Da due anni, dal gennaio dl 2021 nell’aula-bunker di Lamezia, quella che avrebbe dovuto dare al dottor Gratteri lustro e gloria fino a farlo ricordare ai posteri come il Falcone di Calabria, si sta celebrando un processo che consiste soprattutto in una sfilata di “pentiti”. Crollata miseramente ormai l’ipotesi politica di un maxiprocesso che dovrebbe sconfiggere la saldatura tra ndrangheta e “zona grigia” di politici, imprenditori, uomini dello Stato e massoneria. Resta sollo il radicato convincimento di una parte della magistratura che qualunque avvocato nelle regioni del sud assuma la difesa di persone accusate di delitti legati alle cosche mafiose, sia complice del proprio assistito. E l’imputazione impalpabile del reato che non c’è, il famoso concorso esterno, è sempre fondata sulla comunicazione tra avvocati e assistiti.

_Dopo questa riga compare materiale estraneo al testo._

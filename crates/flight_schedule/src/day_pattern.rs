//! Weekday descriptor resolution.
//!
//! Order sheets describe air days as `M-F`, `Sat-Sun`, `MTuWThF`,
//! `Mon, Wed & Fri`, `weekends` and many variations besides. The traffic
//! system accepts only a handful of canonical spans, so every descriptor is
//! mapped to the widest [`DayPattern`] consistent with the days it mentions.

use chrono::Weekday;
use flight_core::types::{weekday_code, WeekdaySet};
use std::fmt;
use tracing::{debug, warn};

/// A canonical weekday span accepted downstream.
///
/// # Examples
///
/// ```
/// use flight_schedule::day_pattern::DayPattern;
/// use chrono::Weekday;
///
/// assert_eq!(DayPattern::MonFri.code(), "M-F");
/// assert_eq!(DayPattern::MonSat.active_days(), 6);
/// assert!(DayPattern::SatSun.includes(Weekday::Sun));
/// assert_eq!(DayPattern::Single(Weekday::Thu).to_string(), "Th");
/// ```
#[derive(Copy, Clone, Debug, Default, PartialEq, Eq, Hash)]
pub enum DayPattern {
    /// Monday through Friday.
    MonFri,
    /// Saturday and Sunday.
    SatSun,
    /// Monday through Saturday.
    MonSat,
    /// Every day of the week.
    #[default]
    MonSun,
    /// One day only.
    Single(Weekday),
}

impl DayPattern {
    /// Returns the narrowest pattern covering every day in `days`.
    ///
    /// An empty set has no covering pattern.
    ///
    /// # Examples
    ///
    /// ```
    /// use flight_schedule::day_pattern::DayPattern;
    /// use flight_core::types::WeekdaySet;
    /// use chrono::Weekday;
    ///
    /// let mwf: WeekdaySet = [Weekday::Mon, Weekday::Wed, Weekday::Fri].into_iter().collect();
    /// assert_eq!(DayPattern::covering(mwf), Some(DayPattern::MonFri));
    /// assert_eq!(DayPattern::covering(WeekdaySet::single(Weekday::Sat)), Some(DayPattern::Single(Weekday::Sat)));
    /// assert_eq!(DayPattern::covering(WeekdaySet::EMPTY), None);
    /// ```
    pub fn covering(days: WeekdaySet) -> Option<Self> {
        if days.is_empty() {
            return None;
        }
        if days.len() == 1 {
            return days.iter().next().map(DayPattern::Single);
        }
        let pattern = if days.is_subset(&WeekdaySet::MON_FRI) {
            DayPattern::MonFri
        } else if days.is_subset(&WeekdaySet::SAT_SUN) {
            DayPattern::SatSun
        } else if days.is_subset(&WeekdaySet::MON_SAT) {
            DayPattern::MonSat
        } else {
            DayPattern::MonSun
        };
        Some(pattern)
    }

    /// Returns the explicit weekdays of the pattern.
    pub fn weekdays(&self) -> WeekdaySet {
        match self {
            DayPattern::MonFri => WeekdaySet::MON_FRI,
            DayPattern::SatSun => WeekdaySet::SAT_SUN,
            DayPattern::MonSat => WeekdaySet::MON_SAT,
            DayPattern::MonSun => WeekdaySet::ALL,
            DayPattern::Single(day) => WeekdaySet::single(*day),
        }
    }

    /// Returns the number of days the pattern airs on.
    #[inline]
    pub fn active_days(&self) -> u32 {
        self.weekdays().len()
    }

    /// Returns whether the pattern airs on `day`.
    #[inline]
    pub fn includes(&self, day: Weekday) -> bool {
        self.weekdays().contains(day)
    }

    /// Returns the canonical code (`M-F`, `Sa-Su`, `M-Sa`, `M-Su`, `Th`, ...).
    pub fn code(&self) -> &'static str {
        match self {
            DayPattern::MonFri => "M-F",
            DayPattern::SatSun => "Sa-Su",
            DayPattern::MonSat => "M-Sa",
            DayPattern::MonSun => "M-Su",
            DayPattern::Single(day) => weekday_code(*day),
        }
    }
}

Che cosa si imputa all’avvocato Francesco Stilo? Il fatto di aver “oltrepassato i limiti del corretto esercizio della professione”, di essere uno “disposto a tutto”, insomma. Cioè di aver tenuto conto, nell’elaborazione della linea difensiva con il proprio cliente, anche delle deposizioni dei “pentiti”. Cioè di quelle dichiarazioni che spesso sono a disposizione di chiunque, visto che dilagano nelle pagine dei giornali, diffuse in violazione del segreto investigativo, chissà da chi. Ma è un chiodo fisso. Si rimproverano al legale le “cattive frequentazioni” di persone che vanno e vengono dal suo studio, come se un penalista che opera in Calabria, piuttosto che in Sicilia, dovesse incontrare solo oxfordiani colti e ben vestiti. Si accusa il legale di aver svolto il ruolo di “ponte” tra i suoi assistiti carcerati e quelli ancora liberi. E persino di aver intimidito alcuni testimoni. Il tutto naturalmente senza prove, solo qualche chiacchiera tra malavitosi rilevata con le intercettazioni.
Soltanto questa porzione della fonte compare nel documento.